Unfortunately, these guys haven't been keeping their reviews up to date, but they cover some of the classic PC games from 3-5 years ago. From the review of Fallout 1 & 2:
What's interesting about these reviews, and others by people reviewing games through a similarly strong ideological lens, is that they tend to focus on the content and stories of games while almost entirely ignoring the technical aspects. This is, of course, almost entirely the opposite of more mainstream reviews. Compare the Maoist Fallout review with the Gamespot review of Fallout 2. Gamespot dedicates one paragraph to plot information, and this plot information is really only as much as the player would know by watching the introductory movie. The rest of the review is focused on the game's systems and playability. In contrast, the Maoist review contains so much plot information that is practically a spoiler, and all of this plot information is then given a Maoist textual analysis.

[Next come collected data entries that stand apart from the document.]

pub fn create_backend(config: BackendConfig) -> Result<Box<dyn EmbeddingBackend>, EmbeddingError> {
    match config {
        BackendConfig::Gemini(c) => Ok(Box::new(GeminiEmbeddingClient::new(c)?)),
        BackendConfig::GeminiFallback(c) => Ok(Box::new(FallbackEmbeddingClient::new(c)?)),
        BackendConfig::Hashing { dimensions } => Ok(Box::new(HashingEmbedder::new(dimensions))),
    }
}

// ============================================================================
// Gemini API structs (private)
// ============================================================================

#[derive(Debug, Serialize)]
#[serde(rename_all = "camelCase")]
struct EmbedContentRequest<'a> {
    model: String,
    content: Content<'a>,
    #[serde(skip_serializing_if = "Option::is_none")]
    task_type: Option<TaskType>,
    #[serde(skip_serializing_if = "Option::is_none")]
    output_dimensionality: Option<usize>,
}

#[derive(Debug, Serialize)]
struct Content<'a> {
    parts: Vec<Part<'a>>,
}

#[derive(Debug, Serialize)]
struct Part<'a> {
    text: &'a str,
}

#[derive(Debug, Deserialize)]
struct EmbedContentResponse {
    embedding: Option<EmbeddingValues>,
}

#[derive(Debug, Deserialize)]
struct EmbeddingValues {
    values: Vec<f32>,
}

#[derive(Debug, Deserialize)]
pub(crate) struct GeminiErrorResponse {
    pub(crate) error: Option<GeminiErrorDetail>,
}

#[derive(Debug, Deserialize)]
pub(crate) struct GeminiErrorDetail {
    pub(crate) code: u16,
    pub(crate) message: String,
}

/// Pull `(code, message)` out of a Gemini error body, falling back to the HTTP status.
pub(crate) fn parse_gemini_error(status: u16, body: String) -> (u16, String) {
    serde_json::from_str::<GeminiErrorResponse>(&body)
        .ok()
        .and_then(|e| e.error)
        .map(|e| (e.code, e.message))
        .unwrap_or((status, body))
}

// ============================================================================
// GeminiEmbeddingClient
// ============================================================================

#[derive(Debug, Clone)]
pub struct GeminiEmbeddingClient {
    client: Client,
    config: GeminiEmbeddingConfig,
    base_url: String,
}

impl GeminiEmbeddingClient {
    pub fn new(config: GeminiEmbeddingConfig) -> Result<Self, EmbeddingError> {
        Self::with_base_url(config, GEMINI_BASE_URL.to_string())
    }

    /// Create a client with a custom base URL (for testing / proxies)
    pub fn with_base_url(config: GeminiEmbeddingConfig, base_url: String) -> Result<Self, EmbeddingError> {
        if config.api_key.is_empty() {
            return Err(EmbeddingError::MissingApiKey);
        }

        let client = Client::builder().timeout(Duration::from_secs(30)).build()?;

        Ok(Self {
            client,
            config,
            base_url,
        })
    }

    pub async fn embed_with_task(&self, text: &str, task_type: TaskType) -> Result<Vec<f32>, EmbeddingError> {
        let retry_strategy = ExponentialBackoff::from_millis(self.config.retry_delay_ms)
            .max_delay(Duration::from_secs(10))
            .map(jitter)
            .take(self.config.max_retries);

        match Retry::start(retry_strategy, || self.embed_once(text, task_type)).await {
            Ok(vec) => Ok(vec),
            Err(e) => {
                tracing::error!(
                    attempts = self.config.max_retries,
                    error = %e,
                    "All embedding retry attempts failed"
                );
                Err(EmbeddingError::RetryExhausted {
                    attempts: self.config.max_retries,
                })
            }
        }
    }

    async fn embed_once(&self, text: &str, task_type: TaskType) -> Result<Vec<f32>, EmbeddingError> {
        let url = format!(
            "{}/models/{}:embedContent?key={}",
            self.base_url, self.config.model, self.config.api_key
        );

        let request = EmbedContentRequest {
            model: format!("models/{}", self.config.model),
            content: Content {
                parts: vec![Part { text }],
            },
            task_type: Some(task_type),
            output_dimensionality: Some(self.config.dimensions),
        };

        let response = self.client.post(&url).json(&request).send().await?;
        let status = response.status();

        if !status.is_success() {
            let body = response.text().await.unwrap_or_default();
            let (code, message) = parse_gemini_error(status.as_u16(), body);
            tracing::error!(code = code, message = %message, "Gemini embedding API error");
            return Err(EmbeddingError::Api { code, message });
        }

        let values = response
            .json::<EmbedContentResponse>()
            .await?
            .embedding
            .ok_or(EmbeddingError::MissingEmbedding)?
            .values;

        if values.len() != self.config.dimensions {
            return Err(EmbeddingError::InvalidDimensions {
                expected: self.config.dimensions,
                actual: values.len(),
            });
        }

        Ok(values)
    }
}

#[async_trait]
impl EmbeddingBackend for GeminiEmbeddingClient {
    async fn embed(&self, text: &str) -> Result<Option<Vec<f32>>, EmbeddingError> {
        self.embed_with_task(text, TaskType::RetrievalDocument).await.map(Some)
    }

    async fn embed_query(&self, text: &str) -> Result<Option<Vec<f32>>, EmbeddingError> {
        self.embed_with_task(text, TaskType::RetrievalQuery).await.map(Some)
    }

    fn dimensions(&self) -> usize {
        self.config.dimensions
    }

    fn name(&self) -> &str {
        "gemini"
    }
}

// ============================================================================
// FallbackEmbeddingClient
// ============================================================================

/// Wraps `GeminiEmbeddingClient`. On any error, logs a warning and returns `Ok(None)`:
/// the fragment is indexed without a vector and the caller's table fallback kicks in.
pub struct FallbackEmbeddingClient {
    inner: GeminiEmbeddingClient,
}

impl FallbackEmbeddingClient {
    pub fn new(config: GeminiEmbeddingConfig) -> Result<Self, EmbeddingError> {
        Ok(Self {
            inner: GeminiEmbeddingClient::new(config)?,
        })
    }

    pub fn with_base_url(config: GeminiEmbeddingConfig, base_url: String) -> Result<Self, EmbeddingError> {
        Ok(Self {
            inner: GeminiEmbeddingClient::with_base_url(config, base_url)?,
        })
    }

    async fn degrade(&self, text: &str, task_type: TaskType) -> Result<Option<Vec<f32>>, EmbeddingError> {
        match self.inner.embed_with_task(text, task_type).await {
            Ok(v) => Ok(Some(v)),
            Err(e) => {
                tracing::warn!(
                    error = %e,
                    task = ?task_type,
                    "Gemini embedding failed, continuing without a vector"
                );
                Ok(None)
            }
        }
    }
}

Of course Gamespot readers likely know, or have interest in learning, gaming buzzwords. Real-time, turn-based, FPS. Verbal shortcuts through complex idea shells to creamy centers of meaning. The Maoist game reviews don't have time to explain complex gaming concepts, because they're interested in complex political concepts. These political, theological, and philosophical reviewers focus on story and the "meaning" behind gameplay because they aren't telling us how to feel about games as gamers, but rather how to feel about games as Maoists, Christians, Furries, or whatever.
When we talk about wanting more information on the non-technical aspects of games in our game reviews, is this what we're actually asking for? The New Games Journalism seeks to recreate one player's experience of a game using a gonzo record of that player's experience, with all biases intact. The reader then uses their emotional response to the article to determine whether the game is worth experiencing personally. In order to make a review long enough to feel substantial, in order to actually find meaning worth talking about, doesn't the reviewer have to put forth some sort of bias with which to identify any meaning at all? Isn't New Games Journalism's harbinger, Always_Black's "Bow, Nigger" an article about online race relations, with Jedi Knight II as the stage on which the events actually take place?

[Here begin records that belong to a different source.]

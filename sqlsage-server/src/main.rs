use std::sync::Arc;

use clap::Parser;
use sqlsage_core::SqlsageConfig;
use tokio::sync::broadcast;
use tracing_subscriber::{fmt, EnvFilter};

use sqlsage_server::server;
use sqlsage_server::state::AppState;

#[derive(Parser, Debug)]
#[command(author, version, about, long_about = None)]
struct Args {
    #[arg(short, long, env = "SQLSAGE_CONFIG", default_value = "sqlsage.toml")]
    config: String,

    /// Check configuration and backends, then exit.
    #[arg(long)]
    health: bool,
}

#[tokio::main]
async fn main() -> anyhow::Result<()> {
    // .env is a dev convenience; production uses real env vars
    dotenvy::dotenv().ok();

    let args = Args::parse();

    let config = match SqlsageConfig::load(&args.config) {
        Ok(c) => c,
        Err(e) => {
            eprintln!("Failed to load config from {}: {}", args.config, e);
            std::process::exit(1);
        }
    };

    // RUST_LOG wins over the configured level
    let filter = EnvFilter::try_from_default_env().unwrap_or_else(|_| EnvFilter::new(&config.service.log_level));
    fmt().with_env_filter(filter).init();

    let root = config.storage.resolved_root();
    if let Err(e) = std::fs::create_dir_all(&root) {
        eprintln!("Failed to create storage root {}: {}", root.display(), e);
        std::process::exit(1);
    }

    let state = match AppState::from_config(config) {
        Ok(s) => Arc::new(s),
        Err(e) => {
            eprintln!("Failed to create embedding backend: {}", e);
            std::process::exit(1);
        }
    };

    if args.health {
        println!("✅ Storage root: {}", root.display());
        println!("✅ Embedding backend: {}", state.pipeline.embedder().name());
        if sqlsage_core::embeddings::api_key_from_env().is_some() {
            println!("✅ Gemini API key present");
        } else {
            println!("⚠️  No GOOGLE_API_KEY / GEMINI_API_KEY set, SQL generation will fail");
        }
        println!("✅ SQLSage health check passed");
        return Ok(());
    }

    let (tx, _rx) = broadcast::channel(1);
    let shutdown_tx = tx.clone();

    tokio::spawn(async move {
        tokio::signal::ctrl_c()
            .await
            .expect("Failed to listen for Ctrl+C");
        tracing::info!("Shutdown signal received");
        let _ = shutdown_tx.send(());
    });

    if state.config.http.enabled {
        let http_state = state.clone();
        let http_shutdown = tx.subscribe();
        tokio::spawn(async move {
            if let Err(e) = sqlsage_server::http::start_http_server(http_state, http_shutdown).await {
                tracing::error!("HTTP server error: {}", e);
            }
        });
    }

    let socket_path = state.config.service.socket_path.clone();
    server::run_unix_server(&socket_path, state, tx.subscribe()).await?;

    Ok(())
}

Is this a bad thing? Young conservative university students made headlines over this past summer with their demand to be allowed to take classes that wouldn't force them to listen to opinions that didn't fit within their current political beliefs. In the same way, some gamers don't want to hear some reviewer preaching to them about deconstructionalist post-feminism in the key of Metroid Prime. But, of course, some of us would love to know what Samus has to do with deconstructionalist post-feminism. Do you want games to challenge you philosophically, or just mechanically? I suppose it comes down to personal taste.

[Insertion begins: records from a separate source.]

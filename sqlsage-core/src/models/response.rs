//! The response contract returned to the presentation layer for every turn.

use chrono::{NaiveDate, NaiveDateTime};
use serde::Serialize;

/// Row count above which a table result is labelled `high` complexity.
pub const HIGH_COMPLEXITY_ROWS: usize = 100;

pub const NOT_CONNECTED_MESSAGE: &str = "Please connect to a database first";

#[derive(Debug, Clone, Copy, PartialEq, Eq, Serialize)]
#[serde(rename_all = "lowercase")]
pub enum QueryComplexity {
    Low,
    Medium,
    High,
}

impl QueryComplexity {
    pub fn for_row_count(rows: usize) -> Self {
        if rows > HIGH_COMPLEXITY_ROWS {
            QueryComplexity::High
        } else {
            QueryComplexity::Medium
        }
    }
}

#[derive(Debug, Clone, PartialEq, Serialize)]
pub struct QueryMetrics {
    /// Seconds spent on the whole turn, filled in by the caller.
    pub processing_time: f64,
    pub query_complexity: QueryComplexity,
    #[serde(skip_serializing_if = "Option::is_none")]
    pub rows_returned: Option<usize>,
}

impl QueryMetrics {
    pub fn low() -> Self {
        Self {
            processing_time: 0.0,
            query_complexity: QueryComplexity::Low,
            rows_returned: None,
        }
    }
}

#[derive(Debug, Clone, Copy, PartialEq, Eq, Serialize)]
#[serde(rename_all = "snake_case")]
pub enum ColumnKind {
    Numeric,
    Temporal,
    Boolean,
    Text,
}

impl ColumnKind {
    /// Classify a Postgres type name as reported by the wire protocol (`INT4`, `NUMERIC`, ...).
    pub fn from_type_name(type_name: &str) -> Self {
        match type_name.to_ascii_uppercase().as_str() {
            "INT2" | "INT4" | "INT8" | "FLOAT4" | "FLOAT8" | "NUMERIC" | "OID" | "MONEY"
            | "SMALLINT" | "INTEGER" | "BIGINT" | "REAL" | "DOUBLE PRECISION" => ColumnKind::Numeric,
            "DATE" | "TIMESTAMP" | "TIMESTAMPTZ" => ColumnKind::Temporal,
            "BOOL" | "BOOLEAN" => ColumnKind::Boolean,
            _ => ColumnKind::Text,
        }
    }
}

#[derive(Debug, Clone, PartialEq, Serialize)]
pub struct ResultColumn {
    pub name: String,
    pub type_name: String,
    pub kind: ColumnKind,
}

/// A raw result cell. Numeric values keep their database text in `Numeric` so that
/// arbitrary-precision decimals survive the trip to the caller.
#[derive(Debug, Clone, PartialEq, Serialize)]
#[serde(untagged)]
pub enum CellValue {
    Null,
    Bool(bool),
    Int(i64),
    Float(f64),
    Numeric(String),
    Date(NaiveDate),
    Timestamp(NaiveDateTime),
    Text(String),
}

impl CellValue {
    pub fn as_f64(&self) -> Option<f64> {
        match self {
            CellValue::Int(i) => Some(*i as f64),
            CellValue::Float(f) => Some(*f),
            CellValue::Numeric(s) => s.parse().ok(),
            _ => None,
        }
    }
}

#[derive(Debug, Clone, Default, PartialEq, Serialize)]
pub struct TabularResult {
    pub columns: Vec<ResultColumn>,
    pub rows: Vec<Vec<CellValue>>,
}

impl TabularResult {
    pub fn row_count(&self) -> usize {
        self.rows.len()
    }
}

#[derive(Debug, Clone, PartialEq, Serialize)]
#[serde(tag = "kind", rename_all = "snake_case")]
pub enum QueryResponse {
    Table {
        columns: Vec<ResultColumn>,
        rows: Vec<Vec<CellValue>>,
        /// Display strings, same shape as `rows`.
        display_rows: Vec<Vec<String>>,
        sql: String,
        #[serde(skip_serializing_if = "Option::is_none")]
        description: Option<String>,
        metrics: QueryMetrics,
    },
    Text {
        message: String,
        metrics: QueryMetrics,
    },
}

impl QueryResponse {
    pub fn text(message: impl Into<String>) -> Self {
        QueryResponse::Text {
            message: message.into(),
            metrics: QueryMetrics::low(),
        }
    }

    pub fn not_connected() -> Self {
        Self::text(NOT_CONNECTED_MESSAGE)
    }

    pub fn table(result: TabularResult, display_rows: Vec<Vec<String>>, sql: String) -> Self {
        let row_count = result.row_count();
        QueryResponse::Table {
            columns: result.columns,
            rows: result.rows,
            display_rows,
            sql,
            description: None,
            metrics: QueryMetrics {
                processing_time: 0.0,
                query_complexity: QueryComplexity::for_row_count(row_count),
                rows_returned: Some(row_count),
            },
        }
    }

    pub fn metrics(&self) -> &QueryMetrics {
        match self {
            QueryResponse::Table { metrics, .. } | QueryResponse::Text { metrics, .. } => metrics,
        }
    }

    pub fn with_processing_time(mut self, seconds: f64) -> Self {
        match &mut self {
            QueryResponse::Table { metrics, .. } | QueryResponse::Text { metrics, .. } => {
                metrics.processing_time = seconds;
            }
        }
        self
    }

    pub fn kind(&self) -> &'static str {
        match self {
            QueryResponse::Table { .. } => "table",
            QueryResponse::Text { .. } => "text",
        }
    }
}

#[cfg(test)]
mod tests {
    use super::*;

    #[test]
    fn test_complexity_threshold_is_exclusive() {
        assert_eq!(QueryComplexity::for_row_count(0), QueryComplexity::Medium);
        assert_eq!(QueryComplexity::for_row_count(100), QueryComplexity::Medium);
        assert_eq!(QueryComplexity::for_row_count(101), QueryComplexity::High);
    }

    #[test]
    fn test_not_connected_response_shape() {
        let value = serde_json::to_value(QueryResponse::not_connected()).unwrap();
        assert_eq!(value["kind"], "text");
        assert_eq!(value["message"], NOT_CONNECTED_MESSAGE);
        assert_eq!(value["metrics"]["processing_time"], 0.0);
        assert_eq!(value["metrics"]["query_complexity"], "low");
        assert!(value["metrics"].get("rows_returned").is_none());
    }

    #[test]
    fn test_table_response_carries_row_count() {
        let result = TabularResult {
            columns: vec![ResultColumn {
                name: "n".to_string(),
                type_name: "INT4".to_string(),
                kind: ColumnKind::Numeric,
            }],
            rows: vec![vec![CellValue::Int(1)], vec![CellValue::Null]],
        };
        let response = QueryResponse::table(result, vec![vec!["1.00".into()], vec!["".into()]], "SELECT n".into())
            .with_processing_time(0.25);

        let value = serde_json::to_value(&response).unwrap();
        assert_eq!(value["kind"], "table");
        assert_eq!(value["rows"][0][0], 1);
        assert!(value["rows"][1][0].is_null());
        assert_eq!(value["metrics"]["rows_returned"], 2);
        assert_eq!(value["metrics"]["query_complexity"], "medium");
        assert_eq!(value["metrics"]["processing_time"], 0.25);
    }

    #[test]
    fn test_column_kind_classification() {
        assert_eq!(ColumnKind::from_type_name("NUMERIC"), ColumnKind::Numeric);
        assert_eq!(ColumnKind::from_type_name("int8"), ColumnKind::Numeric);
        assert_eq!(ColumnKind::from_type_name("TIMESTAMPTZ"), ColumnKind::Temporal);
        assert_eq!(ColumnKind::from_type_name("BOOL"), ColumnKind::Boolean);
        assert_eq!(ColumnKind::from_type_name("VARCHAR"), ColumnKind::Text);
    }
}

In any case, if my understanding of the goals of the New Games Journalism is correct, then it is in fact not very new at all. Just as Gonzo Journalism wasn't so much a new development in writing as it was in editing, so it is with New Games Journalism. The only difference is that the internet (where almost all New Games Journalism is found) is effectively devoid of editors. The reader must act as her own personal editor by internally filtering content that does not meet her own personal standards for whatever reason. This new "Gonzo" is the act of letting biases and opinions pass through her mental filter.
New Games Journalism is not a way of writing . It is a way of reading.